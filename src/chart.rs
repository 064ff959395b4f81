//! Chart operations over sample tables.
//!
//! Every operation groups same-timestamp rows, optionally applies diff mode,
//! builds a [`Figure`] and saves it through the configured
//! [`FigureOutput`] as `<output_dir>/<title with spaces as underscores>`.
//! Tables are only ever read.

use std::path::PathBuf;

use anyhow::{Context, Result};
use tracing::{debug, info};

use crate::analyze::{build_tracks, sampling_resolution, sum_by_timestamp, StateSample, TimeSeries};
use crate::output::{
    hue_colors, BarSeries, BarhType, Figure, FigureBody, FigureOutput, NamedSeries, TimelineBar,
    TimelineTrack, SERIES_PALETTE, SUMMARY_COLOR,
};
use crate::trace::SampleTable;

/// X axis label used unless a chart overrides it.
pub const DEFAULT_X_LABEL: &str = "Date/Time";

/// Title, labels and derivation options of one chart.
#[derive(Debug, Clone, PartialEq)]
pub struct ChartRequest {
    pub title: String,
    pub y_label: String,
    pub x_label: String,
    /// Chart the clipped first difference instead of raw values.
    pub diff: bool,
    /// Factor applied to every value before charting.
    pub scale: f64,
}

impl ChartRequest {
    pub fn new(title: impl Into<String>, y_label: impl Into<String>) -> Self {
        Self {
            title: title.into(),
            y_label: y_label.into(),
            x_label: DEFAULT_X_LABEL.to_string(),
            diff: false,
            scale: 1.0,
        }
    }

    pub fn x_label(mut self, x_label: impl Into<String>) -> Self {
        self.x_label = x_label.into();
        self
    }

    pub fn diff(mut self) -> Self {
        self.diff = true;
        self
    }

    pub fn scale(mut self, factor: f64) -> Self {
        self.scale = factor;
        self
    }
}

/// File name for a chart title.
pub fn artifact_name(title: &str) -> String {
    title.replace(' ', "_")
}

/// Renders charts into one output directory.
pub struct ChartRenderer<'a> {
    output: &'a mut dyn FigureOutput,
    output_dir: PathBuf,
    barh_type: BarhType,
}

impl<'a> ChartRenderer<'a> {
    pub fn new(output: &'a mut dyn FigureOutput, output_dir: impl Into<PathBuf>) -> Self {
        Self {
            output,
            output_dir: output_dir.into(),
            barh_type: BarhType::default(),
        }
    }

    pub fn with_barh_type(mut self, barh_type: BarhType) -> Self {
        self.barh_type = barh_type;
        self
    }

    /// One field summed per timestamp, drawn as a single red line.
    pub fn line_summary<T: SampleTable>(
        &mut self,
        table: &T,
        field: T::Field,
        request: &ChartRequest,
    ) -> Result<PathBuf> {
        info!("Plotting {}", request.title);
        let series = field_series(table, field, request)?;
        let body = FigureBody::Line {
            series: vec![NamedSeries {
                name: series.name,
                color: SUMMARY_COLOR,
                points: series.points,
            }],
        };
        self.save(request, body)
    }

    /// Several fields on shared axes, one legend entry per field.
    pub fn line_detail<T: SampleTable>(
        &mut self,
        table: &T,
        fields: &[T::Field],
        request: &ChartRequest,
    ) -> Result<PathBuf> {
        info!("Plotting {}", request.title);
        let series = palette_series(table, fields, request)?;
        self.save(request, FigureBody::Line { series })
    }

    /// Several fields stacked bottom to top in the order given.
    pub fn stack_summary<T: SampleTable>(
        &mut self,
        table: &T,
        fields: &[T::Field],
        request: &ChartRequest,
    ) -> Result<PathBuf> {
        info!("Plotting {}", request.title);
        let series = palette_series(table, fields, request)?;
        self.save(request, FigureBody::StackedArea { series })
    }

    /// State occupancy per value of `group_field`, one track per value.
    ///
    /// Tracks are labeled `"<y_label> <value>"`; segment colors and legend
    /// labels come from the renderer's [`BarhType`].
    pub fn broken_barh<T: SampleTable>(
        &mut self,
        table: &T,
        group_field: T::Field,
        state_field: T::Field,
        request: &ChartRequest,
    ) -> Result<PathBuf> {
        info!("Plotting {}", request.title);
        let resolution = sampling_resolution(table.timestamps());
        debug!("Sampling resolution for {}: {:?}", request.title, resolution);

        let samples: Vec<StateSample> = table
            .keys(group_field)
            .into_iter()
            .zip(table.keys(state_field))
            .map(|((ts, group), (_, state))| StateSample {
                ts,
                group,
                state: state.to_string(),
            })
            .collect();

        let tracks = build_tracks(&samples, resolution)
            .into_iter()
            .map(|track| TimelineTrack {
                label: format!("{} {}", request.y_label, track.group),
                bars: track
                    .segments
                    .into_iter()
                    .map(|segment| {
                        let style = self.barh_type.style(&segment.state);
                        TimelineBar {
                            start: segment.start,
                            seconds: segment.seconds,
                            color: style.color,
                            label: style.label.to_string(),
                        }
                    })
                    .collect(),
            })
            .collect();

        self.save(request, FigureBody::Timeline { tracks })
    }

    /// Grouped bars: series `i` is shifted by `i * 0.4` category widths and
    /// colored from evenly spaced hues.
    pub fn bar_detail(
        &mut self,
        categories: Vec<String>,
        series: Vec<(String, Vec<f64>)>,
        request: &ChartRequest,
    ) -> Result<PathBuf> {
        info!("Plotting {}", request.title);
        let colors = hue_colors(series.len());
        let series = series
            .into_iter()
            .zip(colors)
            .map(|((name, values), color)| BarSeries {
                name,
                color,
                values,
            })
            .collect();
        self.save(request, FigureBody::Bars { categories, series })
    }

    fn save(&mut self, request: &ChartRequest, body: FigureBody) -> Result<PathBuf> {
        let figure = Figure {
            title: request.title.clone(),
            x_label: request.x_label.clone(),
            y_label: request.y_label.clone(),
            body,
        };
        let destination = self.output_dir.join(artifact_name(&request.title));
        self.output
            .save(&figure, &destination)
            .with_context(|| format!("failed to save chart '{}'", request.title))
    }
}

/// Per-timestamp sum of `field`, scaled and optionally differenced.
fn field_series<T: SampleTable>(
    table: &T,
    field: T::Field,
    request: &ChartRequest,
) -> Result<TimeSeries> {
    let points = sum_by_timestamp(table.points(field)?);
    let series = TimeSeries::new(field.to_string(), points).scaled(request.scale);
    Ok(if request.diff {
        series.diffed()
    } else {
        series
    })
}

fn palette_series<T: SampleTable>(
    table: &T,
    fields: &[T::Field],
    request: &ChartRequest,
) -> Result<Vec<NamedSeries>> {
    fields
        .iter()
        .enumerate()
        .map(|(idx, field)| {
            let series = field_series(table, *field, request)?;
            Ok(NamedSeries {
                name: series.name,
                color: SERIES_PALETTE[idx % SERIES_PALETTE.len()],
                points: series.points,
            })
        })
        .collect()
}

Action item: Copy every line of the entries in which "TimelineTrack" can be found.

Output for this task:
    TimelineTrack, SERIES_PALETTE, SUMMARY_COLOR,
            .map(|track| TimelineTrack {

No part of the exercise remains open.